In 1985, an accord between Italy and the Vatican ended Roman Catholicism's position as "sole religion of the Italian state."
In 1989, Iran's Ayatollah Khomeini, leader of the Islamic revolution, died.
In 1990, President Bush and Soviet leader Mikhail Gorbachev ended their summit in Washington with commitments to trust and consultation, despite their discord over Lithuania and German unity.
In 1991, France signed the 1968 Nuclear Nonproliferation Treaty, which prohibits signatories from helping other countries acquire nuclear weapons.
In 1992, U.N. Secretary-General Boutros Ghali opened the largest meeting on the environment in history amid tight security in Rio de Janeiro, Brazil.
In 1993, after reading her writings, President Clinton announced he was withdrawing the nomination of University of Pennsylvania law professor Lani Guinier to head the civil rights division of the Justice Department.
In 1994, North Korea's refusal to allow inspections of two of its nuclear power plants prompted the United States to ask the U.N. about new economic sanctions against Pyongyang.
In 1997, French Socialist Party leader Lionel Jospin became prime minister.
In 2000, President Clinton and Russian President Putin met in Moscow to discuss a wide range of subjects. But they were unable to agree on the proposed U.S. missile defense system.
In 2003, President George W. Bush, speaking at a summit with Arab leaders in Egypt, renewed his commitment to work for peace between Arabs and Israelis.
Also in 2003, a federal jury in Detroit convicted two of four Arab immigrants of conspiring to provide support to terrorists. They had been arrested shortly after the Sept. 11, 2001 attacks.

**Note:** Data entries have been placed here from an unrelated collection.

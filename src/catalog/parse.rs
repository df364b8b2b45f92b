use anyhow::{Context, Result, anyhow};
use serde::Deserialize;
use serde_json::Value;

use crate::facet::FacetKey;

use super::model::{Artifact, Catalog};

#[derive(Clone, Debug, Deserialize)]
pub(super) struct RawArtifact {
    id: Value,
    #[serde(default, alias = "명칭", alias = "title")]
    name: Option<String>,
    #[serde(default, alias = "설명")]
    description: Option<String>,
    #[serde(default)]
    thumbnail: Option<String>,
    #[serde(default)]
    images: Option<Vec<String>>,
    #[serde(default, alias = "related_items")]
    related: Option<Vec<Value>>,
    #[serde(default, alias = "형태")]
    shape: Option<String>,
    #[serde(default, alias = "재질", alias = "재질_분류")]
    material: Option<String>,
    #[serde(default, alias = "시대")]
    era: Option<String>,
    #[serde(default, alias = "용도")]
    usage: Option<String>,
}

impl RawArtifact {
    fn into_artifact(self) -> Result<Artifact> {
        let id = id_text(&self.id)
            .ok_or_else(|| anyhow!("artifact id must be a string or integer"))?;
        if id.is_empty() {
            return Err(anyhow!("artifact id is empty"));
        }

        let mut artifact = Artifact::new(id);
        if let Some(name) = self
            .name
            .map(|name| name.trim().to_owned())
            .filter(|name| !name.is_empty())
        {
            artifact.name = name;
        }
        artifact.description = self.description.filter(|text| !text.trim().is_empty());
        artifact.thumbnail = self.thumbnail.filter(|path| !path.trim().is_empty());
        artifact.images = self.images.unwrap_or_default();
        artifact.related = self
            .related
            .unwrap_or_default()
            .iter()
            .filter_map(id_text)
            .filter(|related| !related.is_empty())
            .collect();

        let facets = [
            (FacetKey::Shape, self.shape),
            (FacetKey::Material, self.material),
            (FacetKey::Era, self.era),
            (FacetKey::Usage, self.usage),
        ];
        for (key, value) in facets {
            let value = value
                .map(|value| value.trim().to_owned())
                .filter(|value| !value.is_empty());
            artifact.set_facet(key, value);
        }

        Ok(artifact)
    }
}

fn id_text(value: &Value) -> Option<String> {
    match value {
        Value::String(text) => Some(text.trim().to_owned()),
        Value::Number(number) if number.is_i64() || number.is_u64() => Some(number.to_string()),
        _ => None,
    }
}

pub fn parse_catalog(raw: &str) -> Result<Catalog> {
    let parsed: Value = serde_json::from_str(raw).context("invalid catalog JSON")?;

    let entries = match &parsed {
        Value::Array(entries) => entries,
        Value::Object(object) => object
            .get("artifacts")
            .and_then(Value::as_array)
            .ok_or_else(|| anyhow!("catalog object has no \"artifacts\" array"))?,
        _ => return Err(anyhow!("catalog JSON must be an array or an object")),
    };

    let mut artifacts = Vec::with_capacity(entries.len());
    for (index, entry) in entries.iter().enumerate() {
        let raw_artifact = RawArtifact::deserialize(entry)
            .with_context(|| format!("invalid artifact record at index {index}"))?;
        let artifact = raw_artifact
            .into_artifact()
            .with_context(|| format!("invalid artifact record at index {index}"))?;
        artifacts.push(artifact);
    }

    Catalog::new(artifacts)
}

#[cfg(test)]
mod tests {
    use super::*;

    #[test]
    fn parses_korean_columns_and_numeric_ids() {
        let catalog = parse_catalog(
            r#"[
                {"id": 1, "명칭": "청동 거울", "형태": "원형", "재질_분류": "금속", "시대": "고려", "용도": "의생활"},
                {"id": "2", "name": "벼루", "shape": "사각형, 원형", "material": "돌", "era": null}
            ]"#,
        )
        .expect("valid catalog");

        assert_eq!(catalog.len(), 2);
        let mirror = catalog.get("1").expect("numeric id is stringified");
        assert_eq!(mirror.name, "청동 거울");
        assert_eq!(mirror.facet(FacetKey::Material), Some("금속"));
        assert_eq!(mirror.facet(FacetKey::Usage), Some("의생활"));

        let inkstone = catalog.get("2").expect("string id");
        assert_eq!(inkstone.facet(FacetKey::Shape), Some("사각형, 원형"));
        assert_eq!(inkstone.facet(FacetKey::Era), None);
        assert_eq!(inkstone.facet(FacetKey::Usage), None);
    }

    #[test]
    fn accepts_artifacts_wrapper_and_drops_blank_facets() {
        let catalog = parse_catalog(
            r#"{"artifacts": [{"id": "a", "형태": "  ", "재질": "흙", "related": ["b", 7]}]}"#,
        )
        .expect("wrapped catalog");

        let artifact = catalog.get("a").expect("artifact a");
        assert_eq!(artifact.name, "a");
        assert_eq!(artifact.facet(FacetKey::Shape), None);
        assert_eq!(artifact.facet(FacetKey::Material), Some("흙"));
        assert_eq!(artifact.related, vec!["b".to_owned(), "7".to_owned()]);
    }

    #[test]
    fn keeps_record_order() {
        let catalog = parse_catalog(r#"[{"id": "z"}, {"id": "m"}, {"id": "a"}]"#).expect("valid");
        let ids = catalog.iter().map(|a| a.id.as_str()).collect::<Vec<_>>();
        assert_eq!(ids, vec!["z", "m", "a"]);
    }

    #[test]
    fn rejects_bad_ids_and_duplicates() {
        assert!(parse_catalog(r#"[{"id": {"nested": true}}]"#).is_err());
        assert!(parse_catalog(r#"[{"id": ""}]"#).is_err());
        assert!(parse_catalog(r#"[{"id": "x"}, {"id": "x"}]"#).is_err());
        assert!(parse_catalog(r#""just a string""#).is_err());
        assert!(parse_catalog(r#"{"items": []}"#).is_err());
    }

    #[test]
    fn empty_array_is_an_empty_catalog() {
        let catalog = parse_catalog("[]").expect("empty catalog");
        assert!(catalog.is_empty());
    }
}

And, North Korea accused South Korean navy ships of intruding its territorial waters, warning the border violation would lead to a second war on the Korean peninsula.
In 2004, CIA Director George Tenet, criticized for his handling of the terrorist threat, resigned, effective June 11.
A thought for the day: Bert Leston Taylor said, "A bore is a man who, when you ask him how he is, tells you."